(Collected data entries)
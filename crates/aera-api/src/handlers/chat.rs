//! Chat and chat-session endpoints.

use axum::{
    extract::{Path, Query, State},
    http::StatusCode,
    response::IntoResponse,
    Json,
};
use serde::Deserialize;
use uuid::Uuid;

use aera_core::ChatSession;

use crate::auth::AuthUser;
use crate::error::ApiError;
use crate::state::AppState;

#[derive(Debug, Deserialize)]
pub struct ChatRequest {
    pub question: String,
    pub workspace_id: Option<Uuid>,
    /// When set, both turns are stored and the session's workspace scopes retrieval.
    pub session_id: Option<Uuid>,
}

/// `POST /api/chat`
pub async fn chat(
    State(state): State<AppState>,
    auth: AuthUser,
    Json(req): Json<ChatRequest>,
) -> Result<impl IntoResponse, ApiError> {
    let answer = match req.session_id {
        Some(session_id) => {
            state
                .chat
                .ask_in_session(auth.user_id, session_id, &req.question)
                .await?
        }
        None => {
            state
                .chat
                .ask(auth.user_id, &req.question, req.workspace_id)
                .await?
        }
    };
    Ok(Json(answer))
}

#[derive(Debug, Deserialize)]
pub struct CreateSessionRequest {
    pub workspace_id: Uuid,
    pub title: Option<String>,
}

/// `POST /api/chat/sessions`
pub async fn create_session(
    State(state): State<AppState>,
    auth: AuthUser,
    Json(req): Json<CreateSessionRequest>,
) -> Result<impl IntoResponse, ApiError> {
    let title = req
        .title
        .as_deref()
        .map(str::trim)
        .filter(|t| !t.is_empty())
        .unwrap_or("New chat");
    let session = state
        .chat_history
        .create_session(auth.user_id, req.workspace_id, title)
        .await?;
    Ok((StatusCode::CREATED, Json(session)))
}

#[derive(Debug, Deserialize)]
pub struct ListSessionsQuery {
    pub workspace_id: Option<Uuid>,
}

/// `GET /api/chat/sessions`
pub async fn list_sessions(
    State(state): State<AppState>,
    auth: AuthUser,
    Query(query): Query<ListSessionsQuery>,
) -> Result<impl IntoResponse, ApiError> {
    let sessions = state
        .chat_history
        .list_sessions(auth.user_id, query.workspace_id)
        .await?;
    Ok(Json(sessions))
}

async fn owned_session(
    state: &AppState,
    user_id: Uuid,
    session_id: Uuid,
) -> Result<ChatSession, ApiError> {
    state
        .chat_history
        .get_session(session_id)
        .await?
        .filter(|s| s.user_id == user_id)
        .ok_or_else(|| ApiError::NotFound(format!("Chat session {} not found", session_id)))
}

/// `GET /api/chat/sessions/:id/messages`
pub async fn list_messages(
    State(state): State<AppState>,
    auth: AuthUser,
    Path(session_id): Path<Uuid>,
) -> Result<impl IntoResponse, ApiError> {
    owned_session(&state, auth.user_id, session_id).await?;
    let messages = state.chat_history.list_messages(session_id).await?;
    Ok(Json(messages))
}

/// `DELETE /api/chat/sessions/:id`
pub async fn delete_session(
    State(state): State<AppState>,
    auth: AuthUser,
    Path(session_id): Path<Uuid>,
) -> Result<impl IntoResponse, ApiError> {
    owned_session(&state, auth.user_id, session_id).await?;
    state.chat_history.delete_session(session_id).await?;
    Ok(StatusCode::NO_CONTENT)
}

▸ REQUIRED ACTION: Transcribe the records above exactly.

▸ SOLUTION TO THIS TASK:
filename crates/aera-api/src/handlers/chat.rs
//! Chat and chat-session endpoints.

use axum::{
    extract::{Path, Query, State},
    http::StatusCode,
    response::IntoResponse,
    Json,
};
use serde::Deserialize;
use uuid::Uuid;

use aera_core::ChatSession;

use crate::auth::AuthUser;
use crate::error::ApiError;
use crate::state::AppState;

#[derive(Debug, Deserialize)]
pub struct ChatRequest {
    pub question: String,
    pub workspace_id: Option<Uuid>,
    /// When set, both turns are stored and the session's workspace scopes retrieval.
    pub session_id: Option<Uuid>,
}

/// `POST /api/chat`
pub async fn chat(
    State(state): State<AppState>,
    auth: AuthUser,
    Json(req): Json<ChatRequest>,
) -> Result<impl IntoResponse, ApiError> {
    let answer = match req.session_id {
        Some(session_id) => {
            state
                .chat
                .ask_in_session(auth.user_id, session_id, &req.question)
                .await?
        }
        None => {
            state
                .chat
                .ask(auth.user_id, &req.question, req.workspace_id)
                .await?
        }
    };
    Ok(Json(answer))
}

#[derive(Debug, Deserialize)]
pub struct CreateSessionRequest {
    pub workspace_id: Uuid,
    pub title: Option<String>,
}

/// `POST /api/chat/sessions`
pub async fn create_session(
    State(state): State<AppState>,
    auth: AuthUser,
    Json(req): Json<CreateSessionRequest>,
) -> Result<impl IntoResponse, ApiError> {
    let title = req
        .title
        .as_deref()
        .map(str::trim)
        .filter(|t| !t.is_empty())
        .unwrap_or("New chat");
    let session = state
        .chat_history
        .create_session(auth.user_id, req.workspace_id, title)
        .await?;
    Ok((StatusCode::CREATED, Json(session)))
}

#[derive(Debug, Deserialize)]
pub struct ListSessionsQuery {
    pub workspace_id: Option<Uuid>,
}

/// `GET /api/chat/sessions`
pub async fn list_sessions(
    State(state): State<AppState>,
    auth: AuthUser,
    Query(query): Query<ListSessionsQuery>,
) -> Result<impl IntoResponse, ApiError> {
    let sessions = state
        .chat_history
        .list_sessions(auth.user_id, query.workspace_id)
        .await?;
    Ok(Json(sessions))
}

async fn owned_session(
    state: &AppState,
    user_id: Uuid,
    session_id: Uuid,
) -> Result<ChatSession, ApiError> {
    state
        .chat_history
        .get_session(session_id)
        .await?
        .filter(|s| s.user_id == user_id)
        .ok_or_else(|| ApiError::NotFound(format!("Chat session {} not found", session_id)))
}

/// `GET /api/chat/sessions/:id/messages`
pub async fn list_messages(
    State(state): State<AppState>,
    auth: AuthUser,
    Path(session_id): Path<Uuid>,
) -> Result<impl IntoResponse, ApiError> {
    owned_session(&state, auth.user_id, session_id).await?;
    let messages = state.chat_history.list_messages(session_id).await?;
    Ok(Json(messages))
}

/// `DELETE /api/chat/sessions/:id`
pub async fn delete_session(
    State(state): State<AppState>,
    auth: AuthUser,
    Path(session_id): Path<Uuid>,
) -> Result<impl IntoResponse, ApiError> {
    owned_session(&state, auth.user_id, session_id).await?;
    state.chat_history.delete_session(session_id).await?;
    Ok(StatusCode::NO_CONTENT)
}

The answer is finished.